Go is what you get when people think all C needed is garbage-collection, a perforated implementation of memory safety, a concurrency model that was all the rage in the 1990s, and a strong anti-FFI belief that "cgo is not Go" because things like extending Go-style easy cross-compilation to FFI is hard work that requires cooperation with people like the LLVM or GCC developers.

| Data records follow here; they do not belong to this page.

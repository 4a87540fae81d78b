//! Common error types

use thiserror::Error;

#[derive(Debug, Error)]
pub enum Error {
    #[error("Plugin is already running")]
    AlreadyRunning,

    #[error("Plugin is not running")]
    NotRunning,

    #[error("Device {0} is already registered")]
    DuplicateDevice(String),

    #[error("Device {0} is not registered")]
    UnknownDevice(String),

    #[error("Descriptor {0} is already registered")]
    DuplicateDescriptor(i32),

    #[error("Port {0} does not exist")]
    NoSuchPort(u8),

    #[error("Port {0} is not patched to a universe")]
    Unpatched(u8),

    #[error("Configuration error: {0}")]
    Config(String),

    #[error("IO error: {0}")]
    Io(#[from] std::io::Error),

    #[error("Other error: {0}")]
    Other(String),
}

pub type Result<T> = std::result::Result<T, Error>;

But that obviously doesn't actually address these concerns for us as the Rust Foundation has significantly fewer resources than Google. To me this is an even stronger argument for using inclusion to the std library as a litmus test. If the rust foundation doesn't want to commit resources to including something in the std library (or alternatively, they don't believe such a thing belongs there) then why are we committing resources to an ESL for that same code? If the answer is just security it's my personal opinion that sponsoring regular security audits would be infinitely more cost effective. Otherwise the ESL will incur large costs with very little benefit.

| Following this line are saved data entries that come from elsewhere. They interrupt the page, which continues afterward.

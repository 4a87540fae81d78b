//! Art-Net packet codec
//!
//! Only the packets a simple node needs: ArtDmx in both directions, ArtPoll
//! in and ArtPollReply out.

use crate::error::PacketError;
use byteorder::{BigEndian, LittleEndian, ReadBytesExt, WriteBytesExt};
use common::{DMX_UNIVERSE_SIZE, DmxBuffer};
use std::io::{Cursor, Read};
use std::net::Ipv4Addr;

pub const ARTNET_PORT: u16 = 6454;
pub const ARTNET_ID: &[u8; 8] = b"Art-Net\0";
pub const PROTOCOL_VERSION: u16 = 14;

pub const OP_POLL: u16 = 0x2000;
pub const OP_POLL_REPLY: u16 = 0x2100;
pub const OP_DMX: u16 = 0x5000;

/// Fixed size of an ArtPollReply
pub const POLL_REPLY_SIZE: usize = 239;

const HEADER_SIZE: usize = 10;
const DMX_HEADER_SIZE: usize = 18;
const SHORT_NAME_SIZE: usize = 18;
const LONG_NAME_SIZE: usize = 64;
const NODE_REPORT_SIZE: usize = 64;

/// Ports described in one poll reply
pub const PORTS_PER_REPLY: usize = 4;

/// A decoded packet
#[derive(Debug, Clone, PartialEq, Eq)]
pub enum Packet {
    Dmx(ArtDmx),
    Poll(ArtPoll),
    PollReply(Box<ArtPollReply>),
}

/// OpDmx: one universe of DMX data
#[derive(Debug, Clone, PartialEq, Eq)]
pub struct ArtDmx {
    /// 1..=255, 0 disables sequencing
    pub sequence: u8,
    /// Physical input port the data came from
    pub physical: u8,
    /// 15-bit port address
    pub universe: u16,
    pub data: DmxBuffer,
}

impl ArtDmx {
    pub fn encode(&self) -> Vec<u8> {
        // Length must be even and at least 2
        let mut length = self.data.len().max(2);
        if length % 2 == 1 {
            length += 1;
        }
        let length = length.min(DMX_UNIVERSE_SIZE);

        let mut packet = Vec::with_capacity(DMX_HEADER_SIZE + length);
        write_header(&mut packet, OP_DMX);
        packet.push(self.sequence);
        packet.push(self.physical);
        // Writing to a Vec cannot fail
        let _ = packet.write_u16::<LittleEndian>(self.universe);
        let _ = packet.write_u16::<BigEndian>(length as u16);

        let start = packet.len();
        packet.resize(start + length, 0);
        self.data.copy_padded(&mut packet[start..]);
        packet
    }
}

/// OpPoll: a controller looking for nodes
#[derive(Debug, Clone, Copy, Default, PartialEq, Eq)]
pub struct ArtPoll {
    pub talk_to_me: u8,
    pub priority: u8,
}

impl ArtPoll {
    pub fn encode(&self) -> Vec<u8> {
        let mut packet = Vec::with_capacity(14);
        write_header(&mut packet, OP_POLL);
        packet.push(self.talk_to_me);
        packet.push(self.priority);
        packet
    }
}

/// OpPollReply: a node describing itself
///
/// A reply has a single sub-net for all eight ports. It is taken from the
/// first patched port, inputs before outputs, so a port patched to a universe
/// in another sub-net is reported with the wrong high nibble. Such a port
/// still sends and receives ArtDmx on its own universe.
#[derive(Debug, Clone, PartialEq, Eq)]
pub struct ArtPollReply {
    pub address: Ipv4Addr,
    pub port: u16,
    pub short_name: String,
    pub long_name: String,
    pub node_report: String,
    /// Universe of each input port, if patched
    pub inputs: [Option<u8>; PORTS_PER_REPLY],
    /// Universe of each output port, if patched
    pub outputs: [Option<u8>; PORTS_PER_REPLY],
}

impl ArtPollReply {
    pub fn encode(&self) -> Vec<u8> {
        let mut packet = Vec::with_capacity(POLL_REPLY_SIZE);
        packet.extend_from_slice(ARTNET_ID);
        let _ = packet.write_u16::<LittleEndian>(OP_POLL_REPLY);
        packet.extend_from_slice(&self.address.octets());
        let _ = packet.write_u16::<LittleEndian>(self.port);
        let _ = packet.write_u16::<BigEndian>(1); // firmware version

        // Universes are 8 bit: the sub-net carries the high nibble of the
        // first patched port, each SwIn/SwOut the low nibble.
        let subnet = self
            .inputs
            .iter()
            .chain(self.outputs.iter())
            .flatten()
            .next()
            .map_or(0, |universe| universe >> 4);
        packet.push(0); // net switch
        packet.push(subnet);
        let _ = packet.write_u16::<BigEndian>(0); // OEM
        packet.push(0); // UBEA version
        packet.push(0); // status 1
        let _ = packet.write_u16::<LittleEndian>(0); // ESTA manufacturer

        write_fixed_str(&mut packet, &self.short_name, SHORT_NAME_SIZE);
        write_fixed_str(&mut packet, &self.long_name, LONG_NAME_SIZE);
        write_fixed_str(&mut packet, &self.node_report, NODE_REPORT_SIZE);

        let _ = packet.write_u16::<BigEndian>(PORTS_PER_REPLY as u16);
        // port types: DMX512, can input and output
        packet.extend_from_slice(&[0xC0; PORTS_PER_REPLY]);
        // good input / good output: data received / transmitted
        packet.extend(self.inputs.iter().map(|u| if u.is_some() { 0x80u8 } else { 0 }));
        packet.extend(self.outputs.iter().map(|u| if u.is_some() { 0x80u8 } else { 0 }));
        packet.extend(self.inputs.iter().map(|u| u.unwrap_or(0) & 0x0F));
        packet.extend(self.outputs.iter().map(|u| u.unwrap_or(0) & 0x0F));

        packet.push(0); // video
        packet.push(0); // macro
        packet.push(0); // remote
        packet.extend_from_slice(&[0; 3]); // spare
        packet.push(0); // style: StNode
        packet.extend_from_slice(&[0; 6]); // MAC
        packet.extend_from_slice(&self.address.octets()); // bind IP
        packet.push(0); // bind index
        packet.push(0); // status 2

        packet.resize(POLL_REPLY_SIZE, 0);
        packet
    }

    fn decode(cursor: &mut Cursor<&[u8]>) -> std::io::Result<Self> {
        let mut ip = [0u8; 4];
        cursor.read_exact(&mut ip)?;
        let port = cursor.read_u16::<LittleEndian>()?;
        let _version = cursor.read_u16::<BigEndian>()?;
        let _net = cursor.read_u8()?;
        let subnet = cursor.read_u8()?;
        let mut skip = [0u8; 6];
        cursor.read_exact(&mut skip)?;

        let short_name = read_fixed_str(cursor, SHORT_NAME_SIZE)?;
        let long_name = read_fixed_str(cursor, LONG_NAME_SIZE)?;
        let node_report = read_fixed_str(cursor, NODE_REPORT_SIZE)?;

        let _num_ports = cursor.read_u16::<BigEndian>()?;
        let mut port_types = [0u8; PORTS_PER_REPLY];
        let mut good_input = [0u8; PORTS_PER_REPLY];
        let mut good_output = [0u8; PORTS_PER_REPLY];
        let mut sw_in = [0u8; PORTS_PER_REPLY];
        let mut sw_out = [0u8; PORTS_PER_REPLY];
        cursor.read_exact(&mut port_types)?;
        cursor.read_exact(&mut good_input)?;
        cursor.read_exact(&mut good_output)?;
        cursor.read_exact(&mut sw_in)?;
        cursor.read_exact(&mut sw_out)?;

        let universe = |good: u8, sw: u8| (good & 0x80 != 0).then_some((subnet << 4) | (sw & 0x0F));
        Ok(Self {
            address: Ipv4Addr::from(ip),
            port,
            short_name,
            long_name,
            node_report,
            inputs: std::array::from_fn(|i| universe(good_input[i], sw_in[i])),
            outputs: std::array::from_fn(|i| universe(good_output[i], sw_out[i])),
        })
    }
}

fn write_header(packet: &mut Vec<u8>, opcode: u16) {
    packet.extend_from_slice(ARTNET_ID);
    let _ = packet.write_u16::<LittleEndian>(opcode);
    let _ = packet.write_u16::<BigEndian>(PROTOCOL_VERSION);
}

/// Null-padded ASCII field; the last byte is always a terminator
fn write_fixed_str(packet: &mut Vec<u8>, value: &str, size: usize) {
    let bytes: Vec<u8> = value
        .bytes()
        .filter(u8::is_ascii)
        .take(size - 1)
        .collect();
    let start = packet.len();
    packet.extend_from_slice(&bytes);
    packet.resize(start + size, 0);
}

fn read_fixed_str(cursor: &mut Cursor<&[u8]>, size: usize) -> std::io::Result<String> {
    let mut field = vec![0u8; size];
    cursor.read_exact(&mut field)?;
    let end = field.iter().position(|b| *b == 0).unwrap_or(size);
    Ok(String::from_utf8_lossy(&field[..end]).into_owned())
}

/// Decode one datagram
pub fn decode(datagram: &[u8]) -> Result<Packet, PacketError> {
    if datagram.len() < HEADER_SIZE {
        return Err(PacketError::TooShort(datagram.len()));
    }
    if &datagram[..8] != ARTNET_ID {
        return Err(PacketError::BadHeader);
    }

    let mut cursor = Cursor::new(datagram);
    cursor.set_position(8);
    let too_short = |_| PacketError::TooShort(datagram.len());
    let opcode = cursor.read_u16::<LittleEndian>().map_err(too_short)?;

    match opcode {
        OP_POLL => {
            check_version(&mut cursor, datagram.len())?;
            // Art-Net 1 polls stop at the version field
            let talk_to_me = cursor.read_u8().unwrap_or(0);
            let priority = cursor.read_u8().unwrap_or(0);
            Ok(Packet::Poll(ArtPoll {
                talk_to_me,
                priority,
            }))
        }
        OP_DMX => {
            check_version(&mut cursor, datagram.len())?;
            let sequence = cursor.read_u8().map_err(too_short)?;
            let physical = cursor.read_u8().map_err(too_short)?;
            let universe = cursor.read_u16::<LittleEndian>().map_err(too_short)?;
            let length = cursor.read_u16::<BigEndian>().map_err(too_short)?;
            if length == 0 || length as usize > DMX_UNIVERSE_SIZE {
                return Err(PacketError::BadLength(length));
            }
            let start = DMX_HEADER_SIZE;
            let end = start + length as usize;
            if datagram.len() < end {
                return Err(PacketError::TooShort(datagram.len()));
            }
            Ok(Packet::Dmx(ArtDmx {
                sequence,
                physical,
                universe: universe & 0x7FFF,
                data: DmxBuffer::from_slice(&datagram[start..end]),
            }))
        }
        OP_POLL_REPLY => {
            // no protocol version field in a poll reply
            let reply = ArtPollReply::decode(&mut cursor).map_err(too_short)?;
            Ok(Packet::PollReply(Box::new(reply)))
        }
        other => Err(PacketError::UnsupportedOpCode(other)),
    }
}

fn check_version(cursor: &mut Cursor<&[u8]>, len: usize) -> Result<(), PacketError> {
    let version = cursor
        .read_u16::<BigEndian>()
        .map_err(|_| PacketError::TooShort(len))?;
    if version < PROTOCOL_VERSION {
        return Err(PacketError::OldProtocol(version));
    }
    Ok(())
}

Please correct me you disagree here but again I just don't see a way these ESL libraries can achieve this middle ground where they are stable, trusted, reliable, and secure but still able to be nimble, make breaking changes, and iterate fast without dedicating roughly the amount of resources required to include that same code into the std library.

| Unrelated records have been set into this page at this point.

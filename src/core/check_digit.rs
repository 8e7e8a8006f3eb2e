//! Modulo-11 check-digit arithmetic.
//!
//! All three documents use the same scheme: a weighted sum of the base
//! digits, reduced modulo 11. They differ only in the weight schedule.

use std::iter;

use super::error::DocumentError;

/// Decode a normalized digit string into digit values.
///
/// The input must contain only ASCII digits.
pub(crate) fn digits(normalized: &str) -> Vec<u8> {
    normalized.bytes().map(|b| b - b'0').collect()
}

/// Weights `start, start - 1, ..., 2` (CPF).
pub(crate) fn descending_weights(start: u32) -> impl Iterator<Item = u32> {
    (2..=start).rev()
}

/// Weights starting at `start` and decrementing, wrapping to 9 instead
/// of reaching 1 (CNPJ, PIS).
///
/// `cycling_weights(5)` yields `5, 4, 3, 2, 9, 8, 7, ...`.
pub(crate) fn cycling_weights(start: u32) -> impl Iterator<Item = u32> {
    iter::successors(Some(start), |&w| Some(if w - 1 == 1 { 9 } else { w - 1 }))
}

/// Sum of `digit * weight` pairs. Stops at the shorter of the two.
pub(crate) fn weighted_sum(digits: &[u8], weights: impl Iterator<Item = u32>) -> u32 {
    digits
        .iter()
        .zip(weights)
        .map(|(&d, w)| u32::from(d) * w)
        .sum()
}

/// Check digit for a weighted sum: 0 when `sum % 11 < 2`, else `11 - sum % 11`.
///
/// This is the same as computing `11 - sum % 11` and mapping 10 and 11 to 0.
pub(crate) fn mod11(sum: u32) -> u8 {
    let rem = sum % 11;
    if rem < 2 { 0 } else { (11 - rem) as u8 }
}

/// Compare the check digit found at `position` against the computed one.
pub(crate) fn expect_digit(position: usize, expected: u8, found: u8) -> Result<(), DocumentError> {
    if expected == found {
        Ok(())
    } else {
        Err(DocumentError::CheckDigitMismatch {
            position,
            expected,
            found,
        })
    }
}

/// Whether every digit equals the first.
pub(crate) fn is_repeated(digits: &[u8]) -> bool {
    digits.windows(2).all(|w| w[0] == w[1])
}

I can agree with that. Every time some kind of stdx has come up, my perspective, has always been "OK... but where is this extra manpower gonna come from?"

Edit: In case it's not clear, my general thrust here isn't that these things should be in the std library, just that long term blessing this code has roughly the same resource commitments as including them in the std library, and if we don't want to do that then we shouldn't include them in an ESL either.

I disagree that they should be in the standard library for the same reason that, when you look at things like accessing members of collections, C++ reveals itself to be three different languages in a trench coat, refusing to admit that C++ failed and C++ v2.0 failed by disguising the fact that they underwent a Python2 vs. Python3 vs. Python4 transition as, instead, a "Python 2.x has urllib and urllib2 in the standard library" situation.

ssokolow avatar May 10 '25 00:05 ssokolow

I think there's a nugget of value in this RFC: specifically a set of "higher standards" that crate authors can choose to follow, where those standards are agreed upon in a centralized way.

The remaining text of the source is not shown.